* _Stored items_:

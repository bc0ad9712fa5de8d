//! vRNI commands.

use anyhow::Result;
use apptx::services::vrni::{self, VrniAuth, VrniRegistration};
use clap::{Args, Subcommand};

use crate::output::{print_outcome, print_output};

use super::CommandContext;

/// vRNI commands.
#[derive(Debug, Args)]
pub struct VrniCommand {
    #[command(subcommand)]
    command: VrniSubcommand,
}

#[derive(Debug, Subcommand)]
enum VrniSubcommand {
    /// Register a vRNI instance.
    Register(RegisterArgs),

    /// Remove a vRNI registration.
    Unregister(FqdnArgs),

    /// Replace the credentials of a vRNI instance.
    UpdateCredentials(UpdateCredentialsArgs),

    /// Attach vCenters to a vRNI instance.
    AddVcenters(VCentersArgs),

    /// Detach vCenters from a vRNI instance.
    RemoveVcenters(VCentersArgs),

    /// List vRNI instances.
    List,
}

#[derive(Debug, Args)]
struct FqdnArgs {
    /// FQDN of the vRNI instance.
    #[arg(long)]
    vrni_fqdn: String,
}

#[derive(Debug, Args)]
struct CredentialArgs {
    /// The instance is vRNI SaaS.
    #[arg(long, alias = "isSaaS")]
    is_saas: bool,

    /// API token of a SaaS instance.
    #[arg(long, env = "APPTX_VRNI_API_TOKEN", hide_env_values = true)]
    vrni_api_token: Option<String>,

    /// Service account alias of an on-premises instance.
    #[arg(long)]
    sa_alias: Option<String>,
}

impl CredentialArgs {
    fn auth(&self) -> Result<VrniAuth> {
        Ok(VrniAuth::new(
            self.is_saas,
            self.vrni_api_token.clone(),
            self.sa_alias.clone(),
        )?)
    }
}

#[derive(Debug, Args)]
struct RegisterArgs {
    #[command(flatten)]
    target: FqdnArgs,

    /// Comma separated vCenter names to attach.
    #[arg(long)]
    vc_names: String,

    #[command(flatten)]
    credentials: CredentialArgs,

    /// Display alias of the instance.
    #[arg(long)]
    vrni_alias: Option<String>,

    /// Certificate thumbprint of the instance, forwarded as given.
    #[arg(long)]
    certificate_thumbprint: Option<String>,
}

#[derive(Debug, Args)]
struct UpdateCredentialsArgs {
    #[command(flatten)]
    target: FqdnArgs,

    #[command(flatten)]
    credentials: CredentialArgs,
}

#[derive(Debug, Args)]
struct VCentersArgs {
    #[command(flatten)]
    target: FqdnArgs,

    /// Comma separated vCenter names.
    #[arg(long)]
    vc_names: String,
}

impl VrniCommand {
    pub async fn run(self, ctx: CommandContext) -> Result<()> {
        match self.command {
            VrniSubcommand::Register(args) => register(ctx, args).await,
            VrniSubcommand::Unregister(args) => {
                let session = ctx.session().await?;
                let outcome = vrni::unregister(&session, &args.vrni_fqdn).await?;
                print_outcome(
                    &format!("Deleted vRNI '{}'", args.vrni_fqdn),
                    &outcome,
                    ctx.format,
                )
            }
            VrniSubcommand::UpdateCredentials(args) => {
                let auth = args.credentials.auth()?;
                let session = ctx.session().await?;
                let fqdn = &args.target.vrni_fqdn;
                let outcome = vrni::update_credentials(&session, fqdn, &auth).await?;
                print_outcome(
                    &format!("Updated credentials of vRNI '{fqdn}'"),
                    &outcome,
                    ctx.format,
                )
            }
            VrniSubcommand::AddVcenters(args) => {
                let session = ctx.session().await?;
                let fqdn = &args.target.vrni_fqdn;
                let outcome = vrni::add_vcenters(&session, fqdn, &args.vc_names).await?;
                print_outcome(
                    &format!("Added vCenters to vRNI '{fqdn}'"),
                    &outcome,
                    ctx.format,
                )
            }
            VrniSubcommand::RemoveVcenters(args) => {
                let session = ctx.session().await?;
                let fqdn = &args.target.vrni_fqdn;
                let outcome = vrni::remove_vcenters(&session, fqdn, &args.vc_names).await?;
                print_outcome(
                    &format!("Removed vCenters from vRNI '{fqdn}'"),
                    &outcome,
                    ctx.format,
                )
            }
            VrniSubcommand::List => {
                let session = ctx.session().await?;
                let instances = vrni::list(&session).await?;
                print_output(&instances, ctx.format)
            }
        }
    }
}

async fn register(ctx: CommandContext, args: RegisterArgs) -> Result<()> {
    let auth = args.credentials.auth()?;
    let registration = VrniRegistration::new(&args.target.vrni_fqdn, &args.vc_names, auth)?
        .with_alias(args.vrni_alias)
        .with_certificate_thumbprint(args.certificate_thumbprint);
    let session = ctx.session().await?;

    let outcome = vrni::register(&session, &registration).await?;
    print_outcome(
        &format!("Registered vRNI '{}'", registration.fqdn),
        &outcome,
        ctx.format,
    )
}
//! Asynchronous task monitoring.
//!
//! Long-running operations answer `202 Accepted` with a task id. The
//! monitor polls `tasks/{id}` until the status leaves the transient set
//! {`NOT_STARTED`, `UNKNOWN`, `IN_PROGRESS`} and returns that status
//! verbatim. `SUCCESS` is the only successful terminal state.
//!
//! Polling is bounded by [`PollPolicy`] and can be interrupted through a
//! watch channel. Both also cut short a poll that is still in flight.

use std::fmt;

use serde::{Deserialize, Serialize};
use tokio::sync::watch;
use tokio::time::Instant;
use tracing::{debug, info, warn};

use crate::client::ApiClient;
use crate::config::PollPolicy;
use crate::error::{ApiError, ApiResult};

const TASKS_PATH: &str = "tasks";

/// Status of an appliance task.
#[derive(Debug, Clone, PartialEq, Eq, Serialize, Deserialize)]
#[serde(from = "String", into = "String")]
pub enum TaskStatus {
    NotStarted,
    Unknown,
    InProgress,
    Success,
    /// Any other value; always terminal and never successful.
    Other(String),
}

impl TaskStatus {
    pub fn as_str(&self) -> &str {
        match self {
            Self::NotStarted => "NOT_STARTED",
            Self::Unknown => "UNKNOWN",
            Self::InProgress => "IN_PROGRESS",
            Self::Success => "SUCCESS",
            Self::Other(value) => value,
        }
    }

    /// Whether the task may still change state.
    pub fn is_transient(&self) -> bool {
        matches!(self, Self::NotStarted | Self::Unknown | Self::InProgress)
    }

    pub fn is_success(&self) -> bool {
        matches!(self, Self::Success)
    }
}

impl From<String> for TaskStatus {
    fn from(value: String) -> Self {
        match value.as_str() {
            "NOT_STARTED" => Self::NotStarted,
            "UNKNOWN" => Self::Unknown,
            "IN_PROGRESS" => Self::InProgress,
            "SUCCESS" => Self::Success,
            _ => Self::Other(value),
        }
    }
}

impl From<TaskStatus> for String {
    fn from(status: TaskStatus) -> Self {
        status.as_str().to_string()
    }
}

impl fmt::Display for TaskStatus {
    fn fmt(&self, f: &mut fmt::Formatter<'_>) -> fmt::Result {
        f.write_str(self.as_str())
    }
}

/// Body of a `202 Accepted` response.
#[derive(Debug, Clone, PartialEq, Eq, Serialize, Deserialize)]
pub struct TaskEnvelope {
    pub task_id: String,
}

#[derive(Debug, Deserialize)]
struct TaskResource {
    status: TaskStatus,
}

/// Polls one task at a time until it reaches a terminal state.
#[derive(Debug)]
pub struct TaskMonitor<'a> {
    client: &'a ApiClient,
    policy: PollPolicy,
    cancel: Option<watch::Receiver<bool>>,
}

impl<'a> TaskMonitor<'a> {
    pub fn new(client: &'a ApiClient, policy: PollPolicy) -> Self {
        Self {
            client,
            policy,
            cancel: None,
        }
    }

    pub fn with_cancellation(mut self, cancel: watch::Receiver<bool>) -> Self {
        self.cancel = Some(cancel);
        self
    }

    /// Poll until the task leaves the transient states and return the
    /// terminal status.
    pub async fn wait(&self, task_id: &str) -> ApiResult<TaskStatus> {
        let deadline = Instant::now() + self.policy.timeout;
        let mut cancel = self.cancel.clone();

        for attempt in 1..=self.policy.max_attempts {
            if is_cancelled(&cancel) {
                return Err(ApiError::Cancelled {
                    task_id: task_id.to_string(),
                });
            }

            let status = tokio::select! {
                polled = tokio::time::timeout_at(deadline, self.poll(task_id)) => match polled {
                    Ok(status) => status?,
                    Err(_) => {
                        warn!(task_id, attempt, "Task poll did not answer before the deadline");
                        return Err(ApiError::PollTimeout {
                            task_id: task_id.to_string(),
                            attempts: attempt,
                        });
                    }
                },
                _ = wait_for_cancel(&mut cancel) => {
                    return Err(ApiError::Cancelled {
                        task_id: task_id.to_string(),
                    });
                }
            };
            info!(task_id, attempt, status = %status, "Task status");

            if !status.is_transient() {
                return Ok(status);
            }

            if attempt == self.policy.max_attempts
                || Instant::now() + self.policy.interval > deadline
            {
                return Err(ApiError::PollTimeout {
                    task_id: task_id.to_string(),
                    attempts: attempt,
                });
            }

            tokio::select! {
                _ = tokio::time::sleep(self.policy.interval) => {}
                _ = wait_for_cancel(&mut cancel) => {
                    return Err(ApiError::Cancelled {
                        task_id: task_id.to_string(),
                    });
                }
            }
        }

        Err(ApiError::PollTimeout {
            task_id: task_id.to_string(),
            attempts: self.policy.max_attempts,
        })
    }

    /// Fetch the current status once.
    pub async fn poll(&self, task_id: &str) -> ApiResult<TaskStatus> {
        let url = self.client.url(&format!("{TASKS_PATH}/{task_id}"))?;
        debug!(task_id, "Polling task");

        let response = self.client.get(url).await?;
        let task: TaskResource =
            response.success_json(&format!("fetch the status of task {task_id}"))?;
        Ok(task.status)
    }
}

pub(crate) fn is_cancelled(cancel: &Option<watch::Receiver<bool>>) -> bool {
    cancel.as_ref().is_some_and(|rx| *rx.borrow())
}

/// Resolves once cancellation is signalled; pends forever otherwise.
async fn wait_for_cancel(cancel: &mut Option<watch::Receiver<bool>>) {
    if let Some(rx) = cancel {
        if rx.wait_for(|cancelled| *cancelled).await.is_ok() {
            return;
        }
    }
    std::future::pending::<()>().await
}
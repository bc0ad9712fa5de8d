//! Discovered components.

use crate::error::ApiResult;
use crate::lookup::{self, Filter};
use crate::models::Component;
use crate::session::Session;

pub async fn list(session: &Session) -> ApiResult<Vec<Component>> {
    lookup::find_by_filter(session.client(), &Filter::new()).await
}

* _WHAT IS BEING ASKED_:
The expected output is the exact run of lines from the start of the entries through the line with "is vRNI SaaS.", inclusive.

* _RESPONSE_:
repository bc0ad9712fa5de8d
//! vRNI commands.

use anyhow::Result;
use apptx::services::vrni::{self, VrniAuth, VrniRegistration};
use clap::{Args, Subcommand};

use crate::output::{print_outcome, print_output};

use super::CommandContext;

/// vRNI commands.
#[derive(Debug, Args)]
pub struct VrniCommand {
    #[command(subcommand)]
    command: VrniSubcommand,
}

#[derive(Debug, Subcommand)]
enum VrniSubcommand {
    /// Register a vRNI instance.
    Register(RegisterArgs),

    /// Remove a vRNI registration.
    Unregister(FqdnArgs),

    /// Replace the credentials of a vRNI instance.
    UpdateCredentials(UpdateCredentialsArgs),

    /// Attach vCenters to a vRNI instance.
    AddVcenters(VCentersArgs),

    /// Detach vCenters from a vRNI instance.
    RemoveVcenters(VCentersArgs),

    /// List vRNI instances.
    List,
}

#[derive(Debug, Args)]
struct FqdnArgs {
    /// FQDN of the vRNI instance.
    #[arg(long)]
    vrni_fqdn: String,
}

#[derive(Debug, Args)]
struct CredentialArgs {
    /// The instance is vRNI SaaS.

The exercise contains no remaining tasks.